Week one of rehearsals …
Here we are again: a room full of dancers faced with the task of taking on complex characters, entering into a world of love, betrayal, longing and redemption. Four acts of love scenes, mad scenes, swan scenes and a lot of lung-bursting dancing. I have missed Odette since the overseas seasons where we performed Swan Lake last year. There is something about this character that endlessly fascinates me. Each year as I begin work on the role of Odette I feel like I’m revisiting an old friend, and layers are peeled away to reveal what has been learned since we last met.

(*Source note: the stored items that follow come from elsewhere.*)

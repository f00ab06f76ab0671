//! CLI commands

use std::path::Path;
use std::sync::Arc;

use rwaguard_audit::LedgerRecord;
use rwaguard_bus::{spawn_subscriber, LoggingAlertSubscriber};
use rwaguard_core::{Asset, OwnershipVerification};
use rwaguard_guard::OwnershipVerificationOrchestrator;

use crate::context::AppContext;

/// Run one verification and print the result as JSON
pub async fn verify(
    guard: &OwnershipVerificationOrchestrator,
    asset_id: &str,
    spv_address: &str,
) -> Result<OwnershipVerification, anyhow::Error> {
    let result = guard.verify_ownership(asset_id, spv_address).await;
    println!("{}", serde_json::to_string_pretty(&result)?);
    Ok(result)
}

/// Poll assets until Ctrl-C; alerts go to the log
pub async fn watch(
    guard: &OwnershipVerificationOrchestrator,
    asset_ids: &[String],
) -> Result<(), anyhow::Error> {
    let listener = spawn_subscriber(guard.alerts(), Arc::new(LoggingAlertSubscriber));

    for asset_id in asset_ids {
        if let Some(first) = guard.start_continuous_polling(asset_id, "").await {
            println!(
                "👁️  {} {} (score {}, action {})",
                first.asset_id, first.ownership_status, first.oracle_score, first.recommended_action
            );
        }
    }

    println!(
        "Watching {} asset(s) every {}s, Ctrl-C to stop",
        guard.polling_assets().len(),
        guard.config().polling_interval_secs
    );
    tokio::signal::ctrl_c().await?;

    let stopped = guard.stop_all_polling();
    listener.abort();
    println!("✅ Stopped polling {} asset(s)", stopped);
    Ok(())
}

/// Print the audit trail, optionally verifying the hash chain first
///
/// Returns the number of records printed.
pub fn audit(ctx: &AppContext, asset_id: Option<&str>, verify_chain: bool) -> Result<usize, anyhow::Error> {
    if verify_chain {
        match ctx.ledger.verify_chain() {
            Ok(count) => println!("✅ Hash chain verified ({} entries)", count),
            Err(e) => {
                println!("❌ Hash chain broken: {}", e);
                return Ok(0);
            }
        }
    }

    let records: Vec<LedgerRecord> = ctx
        .ledger
        .read_all()?
        .into_iter()
        .filter(|r| asset_id.map_or(true, |id| r.entry.asset_id == id))
        .collect();

    for record in &records {
        let entry = &record.entry;
        println!(
            "#{:<5} {} {:<12} {:<12} score={:<5} action={} flags={}",
            record.sequence,
            entry.created_at.format("%Y-%m-%d %H:%M:%S"),
            entry.asset_id,
            entry.decision.to_string(),
            entry.risk_score.to_string(),
            entry.reasoning.recommended_action,
            entry.reasoning.flags.len()
        );
        for flag in &entry.reasoning.flags {
            println!("        - {}", flag);
        }
    }

    if records.is_empty() {
        println!("No audit entries");
    }
    Ok(records.len())
}

/// Insert or replace asset metadata from a JSON file
pub async fn register_asset(ctx: &AppContext, file: &Path) -> Result<Asset, anyhow::Error> {
    let raw = std::fs::read_to_string(file)?;
    let asset: Asset = serde_json::from_str(&raw)?;
    if asset.asset_id.trim().is_empty() {
        anyhow::bail!("asset_id must not be empty");
    }

    ctx.db.assets().upsert(&asset).await?;
    println!("✅ Registered {} ({})", asset.asset_id, asset.jurisdiction);
    Ok(asset)
}
//! Application context - wires everything together

use anyhow::Context;
use std::path::{Path, PathBuf};
use std::sync::Arc;

use rwaguard_audit::{FanoutAuditSink, JsonlAuditLedger};
use rwaguard_guard::{GuardConfig, OrchestratorBuilder, OwnershipVerificationOrchestrator};
use rwaguard_store::GuardDatabase;

/// Application context
///
/// Every verification is recorded twice: in the `compliance_decisions`
/// table and in the hash-chained JSONL ledger.
pub struct AppContext {
    pub db: GuardDatabase,
    pub ledger: Arc<JsonlAuditLedger>,
    pub config: GuardConfig,
    db_path: PathBuf,
}

impl AppContext {
    /// Open the database and ledger, load config then apply `RWAGUARD_*` overrides
    pub async fn new(
        db_path: impl AsRef<Path>,
        audit_log: impl AsRef<Path>,
        config_path: Option<&Path>,
    ) -> Result<Self, anyhow::Error> {
        let db_path = db_path.as_ref().to_path_buf();
        if let Some(parent) = db_path.parent().filter(|p| !p.as_os_str().is_empty()) {
            std::fs::create_dir_all(parent)?;
        }

        let mut config = match config_path {
            Some(path) => GuardConfig::from_file(path)
                .with_context(|| format!("loading config from {}", path.display()))?,
            None => GuardConfig::default(),
        };
        config.apply_env()?;

        let db = GuardDatabase::open(&db_path)
            .await
            .with_context(|| format!("opening database {}", db_path.display()))?;
        let ledger = JsonlAuditLedger::open(audit_log.as_ref())
            .with_context(|| format!("opening audit ledger {}", audit_log.as_ref().display()))?;

        tracing::debug!(db = %db_path.display(), ledger = %ledger.path().display(), "Context ready");

        Ok(Self {
            db,
            ledger: Arc::new(ledger),
            config,
            db_path,
        })
    }

    /// Builder with local storage wired in; evidence sources still unset
    pub fn builder(&self) -> OrchestratorBuilder {
        let audit = FanoutAuditSink::new()
            .with_sink(Arc::new(self.db.audit()))
            .with_sink(self.ledger.clone());

        OrchestratorBuilder::new(Arc::new(self.db.assets()))
            .with_config(self.config.clone())
            .with_transfers(Arc::new(self.db.transfers()))
            .with_audit_sink(Arc::new(audit))
    }

    /// Orchestrator over the configured registry endpoints and RPC node
    pub fn orchestrator(&self) -> Result<OwnershipVerificationOrchestrator, anyhow::Error> {
        Ok(self.builder().with_live_sources()?.build()?)
    }

    pub fn db_path(&self) -> &Path {
        &self.db_path
    }
}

Graeme Murphy has given our company a beautiful Swan Lake. There is fantastic material to share with my partner the Prince (Adam Bull) and the nemesis Baroness (Lucinda Dunn) as the three characters tell their stories. There is also a lot of devilishly difficult dancing, partnered and solo work which, no matter how many years you have danced, requires a great deal of stamina and sweaty hours in the studio. This is the stuff that gives you strength and focus on stage. The rehearsals are a wonderful start to the journey. In saying all that, the first few rehearsals sometimes feel like a battlefield as you work out the various grips and holds for the pas de deuxs and trios.
In week one, there have been knees knocked, faces slapped (accidentally of course!), bodies slammed, fingers trod on, knees grazed and, at one point, I even managed to pull Adam over my head to the floor while I was in the splits! It was spectacularly funny and kept Miss Fiona Tonkin laughing for the rest of that rehearsal. After a few more days of sweating our way through the choreography, and going through boxes of bandaids, serenity returns to our lake. The pas de deuxs cease to flap and we start to glide harmoniously with one another.
Week two of rehearsals …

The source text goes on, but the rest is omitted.